Les beaux discours ne suffisent plus face à la réalité.
La violence des réseaux criminels est un fléau qui détruit des vies. Les familles touchées méritent justice et soutien.
Les politiques cherchent à minimiser, mais des actions concrètes s’imposent.
Absolument, l’impunité ne doit plus régner.
Pourtant, le trafic continue, protégé par des intérêts obscurs. Pourquoi tant d’inaction ?
La corruption et l’inaction institutionnelle sont enzymes.
La mémoire des victimes doit être préservée. Silence égal complicité.
Parler, c’est déjà résister.
La douleur de cette perte se mêle à une colère légitime. Que faire pour changer les choses ?
Militer, informer, ne pas rester passif.
Un cri de vérité qui résonne bien au-delà des frontières. Tous concernés.
La solidarité internationale est essentielle contre ce fléau.
Un rapport poignant. La lutte contre le crime organisé reste insuffisante.
Les responsables doivent rendre des comptes.

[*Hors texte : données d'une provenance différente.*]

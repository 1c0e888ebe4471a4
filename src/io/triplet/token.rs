//! # Tokens used in triplet files

/// Key of the first header line, holding the number of rows.
pub const ROWS: &str = "rows";

/// Key of the second header line, holding the number of columns.
pub const COLUMNS: &str = "cols";

/// Separates a header key from its value.
pub const ASSIGNMENT: char = '=';

/// Opens a (row, column, value) triple.
pub const TRIPLE_START: char = '(';

/// Closes a (row, column, value) triple.
pub const TRIPLE_END: char = ')';

/// Separates the components of a triple.
pub const SEPARATOR: char = ',';
//! # Exact algebra on sparse integer matrices
//!
//! Matrices are stored as a map from coordinate to value, only holding the values that are not
//! zero. They are read from, and written to, a simple text format of coordinate triples. The
//! operations in `algorithm` (addition, subtraction, multiplication and transposition) never
//! change their operands and are exact: a value that doesn't fit the element type is an error.
#![warn(missing_docs)]

pub mod algorithm;
pub mod data;
pub mod io;

#[cfg(test)]
mod tests;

Comment ne pas être ému par un tel désespoir face à l’injustice ?
La société semble avoir oublié le sens de la compassion.
Ce témoignage est déchirant. Comment tolérer que des vies soient sacrifiées ainsi ?
L’indifférence générale est la pire des complicités.
Les paroles écrites ici doivent trouver un écho dans l’action publique.
L’inaction coûte encore des vies innocentes.